Paper-Based Enzyme Competition Assay for Detecting Falsified β-Lactam Antibiotics

Falsified and substandard antibiotics are a growing worldwide problem that leads to increased patient mortality and decreased trust in healthcare, and contributes to antimicrobial resistance. Monitoring falsified antibiotics is difficult because most falsified pharmaceuticals are most commonly found in developing countries, where detecting the active ingredient is difficult due to lack of access to complex instrumentation. Herein, we describe the development and optimization of a microfluidic paper based analytical device (mu PAD) to detect the active ingredient in the most falsified class of antibiotics, beta-lactams. The assay is based on enzyme competition, making it the first demonstrated competitive enzyme assay reported in paper-based devices. The assay uses nitrocefin, a chromogenic substrate, to compete with beta-lactam antibiotics in a reaction with beta-lactamase. A yellow color indicates legitimate drugs, while a color change from yellow to red indicates falsified drugs.

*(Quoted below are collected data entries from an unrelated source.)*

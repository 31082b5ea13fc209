use std::collections::HashMap;
use std::future::Future;
use std::sync::{Arc, Weak};

use futures_util::FutureExt;
use serde::Deserialize;
use tracing::{info, warn};
use unibot_channels::{DiscordAdapter, DiscordConfig, TelegramAdapter, TelegramConfig};
use unibot_core::{
    Adapter, Channel, Context, CoreEventHandler, EventType, Router, UnibotError, UnibotResult,
};

/// Which channels to enable. A `None` channel gets no adapter.
#[derive(Clone, Default, Deserialize)]
pub struct BotConfig {
    /// Telegram settings.
    #[serde(default)]
    pub telegram: Option<TelegramConfig>,
    /// Discord settings.
    #[serde(default)]
    pub discord: Option<DiscordConfig>,
}

/// The entry point applications use: owns the router and one adapter per
/// configured channel.
pub struct Bot {
    router: Arc<Router>,
    adapters: HashMap<Channel, Arc<dyn Adapter>>,
    telegram: Option<Arc<TelegramAdapter>>,
    discord: Option<Arc<DiscordAdapter>>,
}

impl Bot {
    /// Builds adapters for every configured channel and wires them to a
    /// fresh router.
    pub fn new(config: BotConfig) -> Self {
        let telegram = config.telegram.map(|c| Arc::new(TelegramAdapter::new(c)));
        let discord = config.discord.map(|c| Arc::new(DiscordAdapter::new(c)));

        let mut adapters: Vec<Arc<dyn Adapter>> = Vec::new();
        if let Some(adapter) = &telegram {
            adapters.push(adapter.clone());
        }
        if let Some(adapter) = &discord {
            adapters.push(adapter.clone());
        }

        let mut bot = Self::with_adapters(adapters);
        bot.telegram = telegram;
        bot.discord = discord;
        bot
    }

    /// Wires pre-built adapters to a fresh router. A later adapter for the
    /// same channel replaces an earlier one.
    ///
    /// Only [`adapter`](Self::adapter) sees these; the typed accessors
    /// ([`require_telegram`](Self::require_telegram), ...) are reserved for
    /// the built-in adapters created by [`new`](Self::new).
    pub fn with_adapters(adapters: impl IntoIterator<Item = Arc<dyn Adapter>>) -> Self {
        let router = Arc::new(Router::new());
        let mut map = HashMap::new();

        for adapter in adapters {
            let channel = adapter.name();
            adapter.attach_core(core_handler(router.clone(), Arc::downgrade(&adapter)));
            if map.insert(channel, adapter).is_some() {
                warn!(channel = %channel, "Replacing previously registered adapter");
            }
        }

        Self {
            router,
            adapters: map,
            telegram: None,
            discord: None,
        }
    }

    /// Registers a handler for one event type.
    pub fn on<F, Fut>(&self, event_type: EventType, handler: F)
    where
        F: Fn(Context) -> Fut + Send + Sync + 'static,
        Fut: Future<Output = UnibotResult<()>> + Send + 'static,
    {
        self.router.on(event_type, handler);
    }

    /// The router events are dispatched through.
    pub fn router(&self) -> &Arc<Router> {
        &self.router
    }

    /// Starts every adapter, in channel order. Stops at the first failure.
    pub async fn start(&self) -> UnibotResult<()> {
        for channel in Channel::ALL {
            if let Some(adapter) = self.adapters.get(&channel) {
                adapter.start().await?;
                info!(channel = %channel, "Adapter started");
            }
        }
        Ok(())
    }

    /// Channels with an adapter.
    pub fn channels(&self) -> Vec<Channel> {
        Channel::ALL
            .into_iter()
            .filter(|c| self.adapters.contains_key(c))
            .collect()
    }

    /// The adapter serving `channel`.
    pub fn adapter(&self, channel: Channel) -> UnibotResult<Arc<dyn Adapter>> {
        self.adapters
            .get(&channel)
            .cloned()
            .ok_or(UnibotError::NotConfigured(channel))
    }

    /// The built-in Telegram adapter.
    pub fn require_telegram(&self) -> UnibotResult<Arc<TelegramAdapter>> {
        self.telegram
            .clone()
            .ok_or(UnibotError::NotConfigured(Channel::Telegram))
    }

    /// The built-in Discord adapter.
    pub fn require_discord(&self) -> UnibotResult<Arc<DiscordAdapter>> {
        self.discord
            .clone()
            .ok_or(UnibotError::NotConfigured(Channel::Discord))
    }
}

/// Dispatch function attached to an adapter. Holds the adapter weakly so the
/// adapter → handler → adapter loop does not leak.
fn core_handler(router: Arc<Router>, adapter: Weak<dyn Adapter>) -> CoreEventHandler {
    Arc::new(move |event| {
        let router = router.clone();
        let adapter = adapter.upgrade();
        async move {
            let adapter = adapter.ok_or_else(|| {
                UnibotError::Channel(format!(
                    "{} adapter was dropped",
                    event.channel.display_name()
                ))
            })?;
            router.handle(event, adapter).await
        }
        .boxed()
    })
}

#[cfg(test)]
#[allow(clippy::unwrap_used, clippy::expect_used)]
mod tests {
    use super::*;

    #[test]
    fn test_empty_config_has_no_adapters() {
        let bot = Bot::new(BotConfig::default());
        assert!(bot.channels().is_empty());

        let err = bot.require_telegram().err().unwrap();
        assert!(matches!(err, UnibotError::NotConfigured(Channel::Telegram)));
        assert_eq!(err.to_string(), "Telegram adapter is not configured");

        let err = bot.require_discord().err().unwrap();
        assert_eq!(err.to_string(), "Discord adapter is not configured");
        assert!(bot.adapter(Channel::Discord).is_err());
    }

    #[test]
    fn test_configured_channels() {
        let bot = Bot::new(BotConfig {
            telegram: Some(TelegramConfig::new("t")),
            discord: None,
        });
        assert_eq!(bot.channels(), vec![Channel::Telegram]);
        assert!(bot.require_telegram().is_ok());
        assert_eq!(bot.adapter(Channel::Telegram).unwrap().name(), Channel::Telegram);
        assert!(bot.require_discord().is_err());
    }

    #[test]
    fn test_config_deserializes_sections() {
        let config: BotConfig = serde_json::from_value(serde_json::json!({
            "telegram": {"bot_token": "abc"}
        }))
        .unwrap();
        assert!(config.telegram.is_some());
        assert!(config.discord.is_none());
    }

    #[tokio::test]
    async fn test_start_without_adapters_is_noop() {
        Bot::new(BotConfig::default()).start().await.unwrap();
    }
}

In addition to testing for the active ingredient, another section of the device was added to test the sample pH to further verify results and identify common falsified ingredients like aspirin or baking soda. Calibration curves for four different antibiotics, including cefazolin, have been generated making it the first paper-based device capable of detecting both cephalosporin and penicillin antibiotics. The mu PAD has also been tested with common falsified ingredients and four antibiotics in tablet or injectable form, demonstrating its potential for in -field falsified antibiotic testing.